No Estação Livre, Cris Guterres trabalha com uma equipe diversa e coloca em evidência temas importantes para sociedade, como meio ambiente, desenvolvimento social, arte e diversidade. “A gente quer promover discussões, a gente quer promover reflexões, a gente não quer estar ali só fazendo denúncias, denúncias, denúncias, não; a gente tá ali promovendo uma reflexão.
Essa é uma das prerrogativas do programa, sempre que vamos fazer os docs e as pautas, a gente tem essa preocupação de chamar pessoas que não estavam na televisão ou que estavam apenas nos programas sendo tipificados como criminosos, como violentos, queremos que elas estejam no Estação Livre pelo trabalho que elas realizam, pelo poder da fala delas, pelo poder das ações delas dentro das comunidades em que elas vivem”.
No cinema, no streaming e na televisão, a roteirista, escritora e diretora Luh Maza também está construindo seu legado, como a primeira autora e diretora trans convidada pelo Theatro Municipal de São Paulo, em 2019. Luh levou ao palco dez atrizes trans para a apresentação da peça Transtopia, entre elas Alice Marcone, Alina Dörzbacher, Aretha Sadick, Ave Terrena, Daniela Funez, Fernanda Kawani, Leona Jhovs, Leonarda Glück, Márcia Dailyn, Onika Soares e a participação da Assucena Assucena (que participou da obra e ainda fez show com sua banda As Baías, ao lado de Raquel Virgínia).

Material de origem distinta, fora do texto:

use crate::domain::value_objects::{ArtifactKind, Flavor};

/// How a command decides whether generated routes require authentication.
#[derive(Debug, Clone, Copy, PartialEq, Eq)]
pub enum AuthPolicy {
    /// Never authenticated, never asks.
    Never,
    /// Ask the user (or take a pre-supplied answer).
    Ask,
}

/// What one generation command produces, in order.
#[derive(Debug, Clone, PartialEq, Eq)]
pub struct GenerationPlan {
    pub steps: Vec<ArtifactKind>,
    pub flavor: Flavor,
    pub auth: AuthPolicy,
}

impl GenerationPlan {
    /// `crud`: full CRUD triple, unauthenticated.
    pub fn crud() -> Self {
        Self {
            steps: ArtifactKind::ALL.to_vec(),
            flavor: Flavor::Crud,
            auth: AuthPolicy::Never,
        }
    }

    /// `all`: list + get-by-id triple, asks for auth.
    pub fn all() -> Self {
        Self {
            steps: ArtifactKind::ALL.to_vec(),
            flavor: Flavor::Basic,
            auth: AuthPolicy::Ask,
        }
    }

    /// `model`, `controller`, `route`: one basic artifact. Only routes ask.
    pub fn single(kind: ArtifactKind) -> Self {
        Self {
            steps: vec![kind],
            flavor: Flavor::Basic,
            auth: if kind == ArtifactKind::Route {
                AuthPolicy::Ask
            } else {
                AuthPolicy::Never
            },
        }
    }

    pub fn asks_for_auth(&self) -> bool {
        self.auth == AuthPolicy::Ask
    }
}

A pesquisa “A cara do cinema nacional: o perfil de gênero e cor dos atores, diretores e roteiristas dos filmes brasileiros” analisou filmes brasileiros de maior bilheteria lançados de 2002 a 2012 e constatou que não existiram produções dirigidas ou roteirizadas por mulheres negras e mulheres trans nesse período, entre os filmes de maior bilheteria. Analisando o mercado audiovisual no Brasil a diretora reconhece as mudanças e pontua: “A falta de acesso ao mercado cinematográfico, principalmente às grandes produtoras, afastou mulheres pretas e trans da direção e do roteiro dos grandes sucessos comerciais.

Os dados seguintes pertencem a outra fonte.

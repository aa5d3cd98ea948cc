//! Error handling for the bvbuilder CLI.
//!
//! Provides structured errors with:
//! - User-friendly messages
//! - Actionable suggestions
//! - Proper error chaining
//! - Exit code mapping

use std::error::Error;

use owo_colors::OwoColorize;
use thiserror::Error;

use bvbuilder_core::error::BvError;

pub use bvbuilder_core::error::ErrorCategory as CoreCategory;

use crate::config::AppConfig;

/// Result type alias for CLI operations.
pub type CliResult<T> = Result<T, CliError>;

/// CLI error types.
#[derive(Debug, Error)]
pub enum CliError {
    /// Invalid user input (validation failed, prompt unusable).
    #[error("Invalid input: {message}")]
    InvalidInput {
        message: String,
        #[source]
        source: Option<Box<dyn std::error::Error + Send + Sync>>,
    },

    // ── Config errors ──────────────────────────────────────────────────────
    /// A configuration file could not be read or parsed, or a key is unknown.
    #[error("Configuration error: {message}")]
    ConfigError {
        message: String,
        #[source]
        source: Option<Box<dyn std::error::Error + Send + Sync>>,
    },

    // ── Core errors ────────────────────────────────────────────────────────
    /// An error propagated from `bvbuilder-core` or an adapter.
    #[error("{0}")]
    Core(#[from] BvError),

    // ── System errors ──────────────────────────────────────────────────────
    /// An I/O operation failed.
    #[error("I/O error: {message}")]
    IoError {
        message: String,
        #[source]
        source: std::io::Error,
    },

    /// The user closed the prompt without answering.
    #[error("Operation cancelled")]
    Cancelled,
}

impl From<std::io::Error> for CliError {
    fn from(err: std::io::Error) -> Self {
        CliError::IoError {
            message: err.to_string(),
            source: err,
        }
    }
}

impl CliError {
    /// Get user-actionable suggestions for fixing this error.
    pub fn suggestions(&self) -> Vec<String> {
        match self {
            Self::InvalidInput { message, .. } => vec![
                format!("Check your input: {}", message),
                "Use --help for usage information".into(),
            ],

            Self::ConfigError { message, .. } => vec![
                format!("Configuration issue: {}", message),
                format!(
                    "Check your config file at {}",
                    AppConfig::config_path().display()
                ),
                "Check DB_HOST, DB_PORT, DB_USER, DB_PASS and DB_NAME in your environment or .env"
                    .into(),
            ],

            Self::Core(core_err) => core_err.suggestions(),

            Self::IoError { message, .. } => vec![
                format!("I/O operation failed: {}", message),
                "Check file permissions".into(),
                "Ensure the parent directory exists".into(),
            ],

            Self::Cancelled => vec![
                "Operation was cancelled".into(),
                "Pass --auth/--no-auth or --db-name to skip the prompt".into(),
            ],
        }
    }

    /// Get the error category for styling and exit codes.
    pub fn category(&self) -> ErrorCategory {
        match self {
            Self::InvalidInput { .. } => ErrorCategory::UserError,
            Self::ConfigError { .. } => ErrorCategory::Configuration,
            Self::Core(core) => match core.category() {
                CoreCategory::Validation => ErrorCategory::UserError,
                CoreCategory::NotFound => ErrorCategory::NotFound,
                CoreCategory::Configuration => ErrorCategory::Configuration,
                CoreCategory::Internal => ErrorCategory::Internal,
            },
            Self::IoError { .. } => ErrorCategory::Internal,
            Self::Cancelled => ErrorCategory::UserError,
        }
    }

    /// Exit code to pass to the OS.
    ///
    /// | Category      | Code |
    /// |---------------|------|
    /// | User error    |  2   |
    /// | Not found     |  3   |
    /// | Configuration |  4   |
    /// | Internal      |  1   |
    pub fn exit_code(&self) -> u8 {
        match self.category() {
            ErrorCategory::UserError => 2,
            ErrorCategory::NotFound => 3,
            ErrorCategory::Configuration => 4,
            ErrorCategory::Internal => 1,
        }
    }

    /// Coloured report for a terminal.
    pub fn format_colored(&self, verbose: bool) -> String {
        self.render(verbose, true)
    }

    /// Same report without ANSI codes, for pipes and `--no-color`.
    pub fn format_plain(&self, verbose: bool) -> String {
        self.render(verbose, false)
    }

    fn render(&self, verbose: bool, colored: bool) -> String {
        let paint = |text: &str, style: fn(&str) -> String| {
            if colored { style(text) } else { text.to_owned() }
        };

        let mut out = if colored {
            format!(
                "\n{} {}\n  {}\n",
                "\u{2717}".red().bold(),
                "Error:".red().bold(),
                self.to_string().red()
            )
        } else {
            format!("\nError: {self}\n")
        };

        if verbose {
            let mut cause = self.source();
            while let Some(err) = cause {
                let line = format!("Caused by: {err}");
                out.push_str(&format!("  {}\n", paint(&line, |t| t.dimmed().to_string())));
                cause = err.source();
            }
        }

        let suggestions = self.suggestions();
        if !suggestions.is_empty() {
            out.push_str(&format!(
                "\n{}\n",
                paint("Suggestions:", |t| t.yellow().bold().to_string())
            ));
            for suggestion in &suggestions {
                out.push_str(&format!("  {suggestion}\n"));
            }
        }

        if !verbose {
            out.push_str(&format!(
                "\n{}\n",
                paint("Use -v / --verbose for more details.", |t| t.dimmed().to_string())
            ));
        }

        out
    }

    /// Record the failure in the diagnostics stream.
    pub fn log(&self) {
        let cause = self.source().map(ToString::to_string);
        match self.category() {
            ErrorCategory::UserError | ErrorCategory::NotFound => {
                tracing::warn!(category = ?self.category(), cause = cause.as_deref(), "{self}")
            }
            ErrorCategory::Configuration | ErrorCategory::Internal => {
                tracing::error!(category = ?self.category(), cause = cause.as_deref(), "{self}")
            }
        }
    }
}

/// Error categories for classification.
#[derive(Debug, Clone, Copy, PartialEq, Eq)]
pub enum ErrorCategory {
    /// User input error (validation, invalid arguments).
    UserError,
    /// Resource not found.
    NotFound,
    /// Configuration error.
    Configuration,
    /// Internal/system error.
    Internal,
}

// ── IntoCli trait ─────────────────────────────────────────────────────────────

/// Extension trait to convert foreign error types into [`CliError`] at
/// call-sites with a descriptive context message.
///
/// Two concrete impls are provided:
/// - `Result<T, std::io::Error>`  → `CliError::IoError`
/// - `Result<T, DomainError>`     → `CliError::Core`
///
/// `BvError` results need neither; `?` converts them through `From`.
pub trait IntoCli<T> {
    /// Convert to `CliResult` attaching a human-readable context message.
    fn with_cli_context<F, S>(self, f: F) -> CliResult<T>
    where
        F: FnOnce() -> S,
        S: Into<String>;
}

impl<T> IntoCli<T> for Result<T, std::io::Error> {
    fn with_cli_context<F, S>(self, f: F) -> CliResult<T>
    where
        F: FnOnce() -> S,
        S: Into<String>,
    {
        self.map_err(|e| CliError::IoError {
            message: f().into(),
            source: e,
        })
    }
}

impl<T> IntoCli<T> for Result<T, bvbuilder_core::domain::DomainError> {
    /// The context message is ignored: domain errors already name the
    /// offending value.
    fn with_cli_context<F, S>(self, _f: F) -> CliResult<T>
    where
        F: FnOnce() -> S,
        S: Into<String>,
    {
        self.map_err(|e| CliError::Core(e.into()))
    }
}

Neste recorte de tempo, então, nossa ausência em salas de roteiro e sets era alarmante e, por vezes, absoluta. De 2012 para cá muito mudou e hoje conheço várias mulheres pretas e trans que têm produzido uma verdadeira primavera cinematográfica. Numa análise em retrospecto de 2019 a 2021 podemos pensar no impacto social, cultural e artistico que as obras de mulheres pretas tiveram. Precisamos observar que ao longo do tempo o sucesso comercial e a qualidade artística muitas vezes são opostos, sobretudo o cinema de conteúdo político ou social, que encontra sucesso de crítica e premiação, mas não necessariamente de bilheteria.
Por isso acho importante que as grandes produtoras coloquem mulheres pretas e/ou trans à frente de grandes projetos comerciais também. Adoramos fazer cinema de arte ou de autora, como dizem, mas nós também queremos dirigir a comédia do ano”.

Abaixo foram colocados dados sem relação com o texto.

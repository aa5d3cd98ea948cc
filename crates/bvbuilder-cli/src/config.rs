//! Application configuration.
//!
//! [`AppConfig`] is loaded once at startup and passed down by reference.  The
//! CLI layer owns config; the core crate never sees it.
//!
//! # Resolution order (highest priority first)
//!
//! 1. CLI flags (handled at the call-site, not here)
//! 2. Environment variables: `DB_HOST`, `DB_PORT`, `DB_USER`, `DB_PASS`,
//!    `DB_NAME`, `BVBUILDER_TEMPLATES_DIR` (a `.env` file in the working
//!    directory is loaded into the environment first)
//! 3. The project's own `.env` when `--root` points elsewhere or `init`
//!    has just written it ([`AppConfig::with_project_env`])
//! 4. Config file (`--config FILE`, else [`AppConfig::config_path`])
//! 5. Built-in defaults (always present)

use std::{
    path::{Path, PathBuf},
    time::Duration,
};

use anyhow::Context;
use config::{Config, ConfigBuilder, File, FileFormat, builder::DefaultState};
use serde::{Deserialize, Serialize};

use bvbuilder_adapters::ConnectionSettings;

/// Password used by `init` when none is configured.
pub const INIT_DEFAULT_PASSWORD: &str = "root";

const MASK: &str = "********";

/// Environment variable → config key.
const ENV_OVERRIDES: [(&str, &str); 6] = [
    ("DB_HOST", "database.host"),
    ("DB_PORT", "database.port"),
    ("DB_USER", "database.user"),
    ("DB_PASS", "database.password"),
    ("DB_NAME", "database.name"),
    ("BVBUILDER_TEMPLATES_DIR", "templates.local_path"),
];

/// Application configuration.
#[derive(Debug, Clone, Default, PartialEq, Eq, Serialize, Deserialize)]
#[serde(default)]
pub struct AppConfig {
    /// MySQL connection used for table and database creation.
    pub database: DatabaseConfig,
    /// Output settings.
    pub output: OutputConfig,
    /// Template settings.
    pub templates: TemplateConfig,
}

#[derive(Debug, Clone, PartialEq, Eq, Serialize, Deserialize)]
#[serde(default)]
pub struct DatabaseConfig {
    pub host: String,
    pub port: u16,
    pub user: String,
    #[serde(skip_serializing_if = "Option::is_none")]
    pub password: Option<String>,
    /// Database selected by generation commands.
    #[serde(skip_serializing_if = "Option::is_none")]
    pub name: Option<String>,
    /// `false` behaves like `--skip-db` on every generation command.
    pub provision: bool,
    pub connect_timeout_secs: u64,
}

#[derive(Debug, Clone, PartialEq, Eq, Serialize, Deserialize)]
#[serde(default)]
pub struct OutputConfig {
    pub no_color: bool,
    /// `auto`, `human`, `plain` or `json`; `--output-format` wins.
    pub format: String,
}

#[derive(Debug, Clone, Default, PartialEq, Eq, Serialize, Deserialize)]
#[serde(default)]
pub struct TemplateConfig {
    /// Directory of `<kind>.<flavor>.tmpl` overrides.
    #[serde(skip_serializing_if = "Option::is_none")]
    pub local_path: Option<PathBuf>,
}

impl Default for DatabaseConfig {
    fn default() -> Self {
        let defaults = ConnectionSettings::default();
        Self {
            host: defaults.host,
            port: defaults.port,
            user: defaults.user,
            password: None,
            name: None,
            provision: true,
            connect_timeout_secs: defaults.connect_timeout.as_secs(),
        }
    }
}

impl Default for OutputConfig {
    fn default() -> Self {
        Self {
            no_color: false,
            format: "auto".into(),
        }
    }
}

impl DatabaseConfig {
    /// Settings for provisioning resource tables.
    pub fn connection_settings(&self) -> ConnectionSettings {
        ConnectionSettings {
            host: self.host.clone(),
            port: self.port,
            user: self.user.clone(),
            password: self.password.clone().unwrap_or_default(),
            database: self.name.clone(),
            connect_timeout: Duration::from_secs(self.connect_timeout_secs),
        }
    }

    /// Settings for `init`: server level, `root` password unless configured.
    pub fn init_settings(&self) -> ConnectionSettings {
        ConnectionSettings {
            password: self
                .password
                .clone()
                .unwrap_or_else(|| INIT_DEFAULT_PASSWORD.to_string()),
            database: None,
            ..self.connection_settings()
        }
    }
}

impl AppConfig {
    /// Load configuration from defaults, the config file and the environment.
    ///
    /// An explicit `config_file` must exist; the default location is optional.
    pub fn load(config_file: Option<&PathBuf>) -> anyhow::Result<Self> {
        let env = ENV_OVERRIDES
            .iter()
            .map(|(var, key)| (*key, std::env::var(var).ok()));
        Self::load_with(config_file, env)
    }

    fn load_with<'a>(
        config_file: Option<&PathBuf>,
        env: impl IntoIterator<Item = (&'a str, Option<String>)>,
    ) -> anyhow::Result<Self> {
        let defaults =
            Config::try_from(&Self::default()).context("Failed to build default configuration")?;

        let file = match config_file {
            Some(path) => File::from(path.as_path())
                .format(FileFormat::Toml)
                .required(true),
            None => File::from(Self::config_path().as_path())
                .format(FileFormat::Toml)
                .required(false),
        };

        let builder = Config::builder().add_source(defaults).add_source(file);
        Self::build(builder, env)
    }

    /// Layer `<root>/.env` under the process environment.
    ///
    /// Variables already set in the process keep their value; a missing file
    /// leaves the configuration unchanged.
    pub fn with_project_env(&self, root: &Path) -> anyhow::Result<Self> {
        self.with_env_file(&root.join(".env"), |var| std::env::var(var).ok())
    }

    fn with_env_file(
        &self,
        path: &Path,
        process_env: impl Fn(&str) -> Option<String>,
    ) -> anyhow::Result<Self> {
        if !path.is_file() {
            return Ok(self.clone());
        }

        let mut from_file = Vec::new();
        for item in dotenvy::from_path_iter(path)
            .with_context(|| format!("Failed to read {}", path.display()))?
        {
            from_file.push(item.with_context(|| format!("Malformed line in {}", path.display()))?);
        }

        let env = ENV_OVERRIDES
            .iter()
            .filter(|(var, _)| process_env(var).is_none_or(|v| v.is_empty()))
            .map(|(var, key)| {
                let value = from_file
                    .iter()
                    .find(|(name, _)| name.as_str() == *var)
                    .map(|(_, value)| value.clone());
                (*key, value)
            });

        let current = Config::try_from(self).context("Failed to snapshot configuration")?;
        Self::build(Config::builder().add_source(current), env)
    }

    fn build<'a>(
        mut builder: ConfigBuilder<DefaultState>,
        env: impl IntoIterator<Item = (&'a str, Option<String>)>,
    ) -> anyhow::Result<Self> {
        for (key, value) in env {
            builder = builder
                .set_override_option(key, value.filter(|v| !v.is_empty()))
                .with_context(|| format!("Invalid override for '{key}'"))?;
        }

        builder
            .build()
            .context("Failed to read configuration")?
            .try_deserialize()
            .context("Invalid configuration")
    }

    /// Path to the default configuration file.
    ///
    /// Uses `directories::ProjectDirs` for cross-platform correctness,
    /// falling back to `.bvbuilder.toml` in the current directory.
    pub fn config_path() -> PathBuf {
        directories::ProjectDirs::from("com", "bvbuilder", "bvbuilder")
            .map(|d| d.config_dir().join("config.toml"))
            .unwrap_or_else(|| PathBuf::from(".bvbuilder.toml"))
    }

    /// Copy safe to print: the password is replaced by a mask.
    pub fn masked(&self) -> Self {
        let mut copy = self.clone();
        if copy.database.password.is_some() {
            copy.database.password = Some(MASK.to_string());
        }
        copy
    }
}

#[cfg(test)]
mod tests {
    use super::*;
    use std::fs;
    use tempfile::TempDir;

    fn no_env() -> Vec<(&'static str, Option<String>)> {
        Vec::new()
    }

    #[test]
    fn defaults_match_local_mysql() {
        let cfg = AppConfig::default();
        assert_eq!(cfg.database.host, "localhost");
        assert_eq!(cfg.database.port, 3306);
        assert_eq!(cfg.database.user, "root");
        assert!(cfg.database.password.is_none());
        assert!(cfg.database.provision);
        assert!(!cfg.output.no_color);
    }

    #[test]
    fn file_values_override_defaults() {
        let temp = TempDir::new().unwrap();
        let path = temp.path().join("bv.toml");
        fs::write(&path, "[database]\nhost = \"db.internal\"\nprovision = false\n").unwrap();

        let cfg = AppConfig::load_with(Some(&path), no_env()).unwrap();
        assert_eq!(cfg.database.host, "db.internal");
        assert!(!cfg.database.provision);
        assert_eq!(cfg.database.port, 3306);
    }

    #[test]
    fn env_overrides_file() {
        let temp = TempDir::new().unwrap();
        let path = temp.path().join("bv.toml");
        fs::write(&path, "[database]\nhost = \"db.internal\"\n").unwrap();

        let cfg = AppConfig::load_with(
            Some(&path),
            [
                ("database.host", Some("10.0.0.5".to_string())),
                ("database.port", Some("3307".to_string())),
                ("database.name", Some("shop".to_string())),
                ("templates.local_path", Some("/tpl".to_string())),
            ],
        )
        .unwrap();
        assert_eq!(cfg.database.host, "10.0.0.5");
        assert_eq!(cfg.database.port, 3307);
        assert_eq!(cfg.database.name.as_deref(), Some("shop"));
        assert_eq!(cfg.templates.local_path, Some(PathBuf::from("/tpl")));
    }

    #[test]
    fn explicit_missing_file_is_an_error() {
        let missing = PathBuf::from("/definitely/not/here.toml");
        assert!(AppConfig::load_with(Some(&missing), no_env()).is_err());
    }

    #[test]
    fn bad_port_is_an_error() {
        let temp = TempDir::new().unwrap();
        let path = temp.path().join("bv.toml");
        fs::write(&path, "").unwrap();
        let result =
            AppConfig::load_with(Some(&path), [("database.port", Some("abc".to_string()))]);
        assert!(result.is_err());
    }

    #[test]
    fn project_env_file_fills_unset_variables() {
        let temp = TempDir::new().unwrap();
        let env = temp.path().join(".env");
        fs::write(&env, "PORT=3000\nDB_HOST=db.project\nDB_PASS=hunter2\nDB_NAME=shop\n").unwrap();

        let cfg = AppConfig::default().with_env_file(&env, |_| None).unwrap();
        assert_eq!(cfg.database.host, "db.project");
        assert_eq!(cfg.database.password.as_deref(), Some("hunter2"));
        assert_eq!(cfg.database.name.as_deref(), Some("shop"));
        assert_eq!(cfg.database.port, 3306);
    }

    #[test]
    fn process_environment_beats_project_env_file() {
        let temp = TempDir::new().unwrap();
        let env = temp.path().join(".env");
        fs::write(&env, "DB_HOST=db.project\nDB_USER=app\n").unwrap();

        let cfg = AppConfig::default()
            .with_env_file(&env, |var| (var == "DB_HOST").then(|| "10.0.0.5".to_string()))
            .unwrap();
        // The process value is already in the config; the file must not replace it.
        assert_eq!(cfg.database.host, "localhost");
        assert_eq!(cfg.database.user, "app");
    }

    #[test]
    fn missing_project_env_file_changes_nothing() {
        let temp = TempDir::new().unwrap();
        let mut base = AppConfig::default();
        base.database.host = "db.internal".into();
        assert_eq!(base.with_project_env(temp.path()).unwrap(), base);
    }

    #[test]
    fn init_uses_root_password_unless_configured() {
        let mut db = DatabaseConfig::default();
        assert_eq!(db.init_settings().password, "root");
        assert_eq!(db.connection_settings().password, "");

        db.password = Some("s3cret".into());
        db.name = Some("shop".into());
        assert_eq!(db.init_settings().password, "s3cret");
        assert_eq!(db.init_settings().database, None);
        assert_eq!(db.connection_settings().database.as_deref(), Some("shop"));
    }

    #[test]
    fn masked_hides_password() {
        let mut cfg = AppConfig::default();
        cfg.database.password = Some("s3cret".into());
        let masked = cfg.masked();
        assert_eq!(masked.database.password.as_deref(), Some(MASK));
        assert_eq!(cfg.database.password.as_deref(), Some("s3cret"));
    }

    #[test]
    fn config_path_is_not_empty() {
        let p = AppConfig::config_path();
        assert!(!p.as_os_str().is_empty());
    }
}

“Ser a primeira a entrar num espaço só faz sentido se eu puder abrir a porta para muitas mais. A representatividade só é real se for coletiva. Gosto da ideia de que meu reconhecimento possa contribuir para inspirar e potencializar outras mulheres pretas e trans.”
Luh Maza escreveu o curta-metragem musical “35”, que denuncia a baixa expectativa de vida da população trans no Brasil, que é de 35 anos. A produção tem trilha sonora da cantora Liniker. Além disso, Luh é a primeira roteirista trans negra da televisão brasileira, trabalhando para a série Sessão de Terapia, transmitida pelo Globo Play.
Sobre o futuro, Luh Maza diz estar ansiosa pelo lançamento de trabalhos e projetos de que ela participou antes e durante a pandemia: “Fui uma das roteiristas de uma série para a Globoplay, que seria gravada em 2020 quando a pandemia começou e no último ano participei do desenvolvimento de projetos para a Netflix e a HBO. Então, acredito que quando as produções forem normalizadas, forem retomadas, muitos projetos com minha participação serão lançados. Estou ansiosa! Ainda durante a pandemia também colaborei com os roteiros de dois documentários: “Corpo – Sua Autobiografia” (de Renata Carvalho) e “Gradient” (de Carolina Del Bue)”.